* [Exercise directions] Report, as a single number, how many lines of the records contain the word "Option".

* [Material supplied]

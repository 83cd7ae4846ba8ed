use axum::extract::{Path, Query, State};
use axum::http::StatusCode;
use axum::response::{Html, IntoResponse, Response};
use axum::routing::{get, post};
use axum::Json;
use axum::Router;
use serde::{Deserialize, Serialize};

use super::auth;
use super::dashboard;
use super::pages;
use super::AppState;
use crate::auth::{MaybeSession, Session};
use crate::content::{fallback_post, Section, TECH_ENERGY_STORY};

/// Largest `limit` the JSON section endpoint accepts.
const MAX_API_LIMIT: u32 = 100;

/// Posts shown on a full section page.
const SECTION_PAGE_LIMIT: u32 = 12;

/// Related stories under an article.
const RELATED_LIMIT: u32 = 4;

/// Main column of the front page, top to bottom.
const HOME_SECTIONS: [Section; 10] = [
    Section::LatestHeadlines,
    Section::EditorsPicks,
    Section::DailyMaple,
    Section::Canada,
    Section::MapleTravel,
    Section::ThroughTheLens,
    Section::MapleVoices,
    Section::Lifestyle,
    Section::BookNook,
    Section::YouMayHaveMissed,
];

/// Fixed slug of the featured tech and energy story.
const TECH_ENERGY_PATH: &str = "/article/tech-energy-giants-pennsylvania-ai";

/// Create the router with all routes.
pub fn router() -> Router<AppState> {
    Router::new()
        .route("/", get(home))
        .route("/section/:slug", get(section_page))
        .route(TECH_ENERGY_PATH, get(tech_energy_article))
        .route("/article/:id", get(article_page))
        .route("/api/sections/:slug", get(api_section))
        .route("/healthz", get(health))
        .route("/unauthorized", get(auth::unauthorized))
        // Authentication
        .route("/auth/signin", get(auth::signin_page).post(auth::signin))
        .route("/auth/signout", post(auth::signout))
        // Author dashboard
        .route("/dashboard", get(dashboard::index))
        .route(
            "/dashboard/posts/new",
            get(dashboard::new_post_form).post(dashboard::create_post),
        )
        .route(
            "/dashboard/posts/:id/edit",
            get(dashboard::edit_post_form).post(dashboard::update_post),
        )
        .route("/dashboard/posts/:id/delete", post(dashboard::delete_post))
        .route("/dashboard/media", post(dashboard::upload_media))
        .fallback(not_found)
}

// ========== HTML Routes ==========

async fn home(State(state): State<AppState>, MaybeSession(session): MaybeSession) -> Response {
    let (hero, sections, world) = tokio::join!(
        state.content.hero(),
        state.content.sections(&HOME_SECTIONS),
        state.content.sections(&Section::WORLD),
    );

    let html = pages::render_home_page(&pages::HomePageParams {
        hero: hero.as_ref(),
        sections: &sections,
        world: &world,
        session: session.as_ref(),
    });
    Html(html.into_string()).into_response()
}

async fn section_page(
    State(state): State<AppState>,
    MaybeSession(session): MaybeSession,
    Path(slug): Path<String>,
) -> Response {
    let Some(section) = Section::from_slug(&slug) else {
        return not_found_response(session.as_ref(), &format!("No section named '{slug}'"));
    };

    let posts = state
        .content
        .section_or_fallback(section, SECTION_PAGE_LIMIT)
        .await;

    let html = pages::render_section_page(&pages::SectionPageParams {
        section,
        posts: &posts,
        session: session.as_ref(),
    });
    Html(html.into_string()).into_response()
}

/// Numeric ids always render (placeholder as a last resort); anything else
/// is looked up as a slug.
async fn article_page(
    State(state): State<AppState>,
    MaybeSession(session): MaybeSession,
    Path(id): Path<String>,
) -> Response {
    let post = match id.parse::<u64>() {
        Ok(id) => state.content.article(id).await,
        Err(_) => match state.content.article_by_slug(&id).await {
            Some(post) => post,
            None => {
                return not_found_response(
                    session.as_ref(),
                    &format!("No article with slug '{id}'"),
                );
            }
        },
    };

    let related = if post.category_slug.is_empty() {
        Vec::new()
    } else {
        state
            .content
            .category_posts(&post.category_slug, RELATED_LIMIT + 1)
            .await
            .into_vec()
            .into_iter()
            .filter(|p| p.id != post.id)
            .take(RELATED_LIMIT as usize)
            .collect()
    };

    let html = pages::render_article_page(&pages::ArticlePageParams {
        post: &post,
        related: &related,
        session: session.as_ref(),
    });
    Html(html.into_string()).into_response()
}

async fn tech_energy_article(
    State(state): State<AppState>,
    MaybeSession(session): MaybeSession,
) -> Response {
    let post = match state.content.featured_story(&TECH_ENERGY_STORY).await {
        Some(post) => post,
        None => match fallback_post(TECH_ENERGY_STORY.fallback_id) {
            Some(post) => post.clone(),
            None => return not_found_response(session.as_ref(), "Story not available"),
        },
    };

    let html = pages::render_article_page(&pages::ArticlePageParams {
        post: &post,
        related: &[],
        session: session.as_ref(),
    });
    Html(html.into_string()).into_response()
}

async fn not_found(MaybeSession(session): MaybeSession) -> Response {
    not_found_response(
        session.as_ref(),
        "The page you were looking for does not exist.",
    )
}

async fn health() -> &'static str {
    "OK"
}

fn not_found_response(session: Option<&Session>, message: &str) -> Response {
    let html = pages::render_not_found_page(session, message);
    (StatusCode::NOT_FOUND, Html(html.into_string())).into_response()
}

// ========== JSON API ==========

#[derive(Debug, Deserialize)]
pub struct ApiSectionParams {
    limit: Option<u32>,
}

#[derive(Debug, Serialize)]
struct ApiError {
    error: String,
}

/// Display posts for one section, with fallback content when the CMS has
/// nothing to offer.
async fn api_section(
    State(state): State<AppState>,
    Path(slug): Path<String>,
    Query(params): Query<ApiSectionParams>,
) -> Response {
    let Some(section) = Section::from_slug(&slug) else {
        return (
            StatusCode::NOT_FOUND,
            Json(ApiError {
                error: format!("unknown section '{slug}'"),
            }),
        )
            .into_response();
    };

    let limit = params
        .limit
        .unwrap_or_else(|| section.default_limit())
        .clamp(1, MAX_API_LIMIT);

    Json(state.content.section_or_fallback(section, limit).await).into_response()
}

* [Result for this task] 2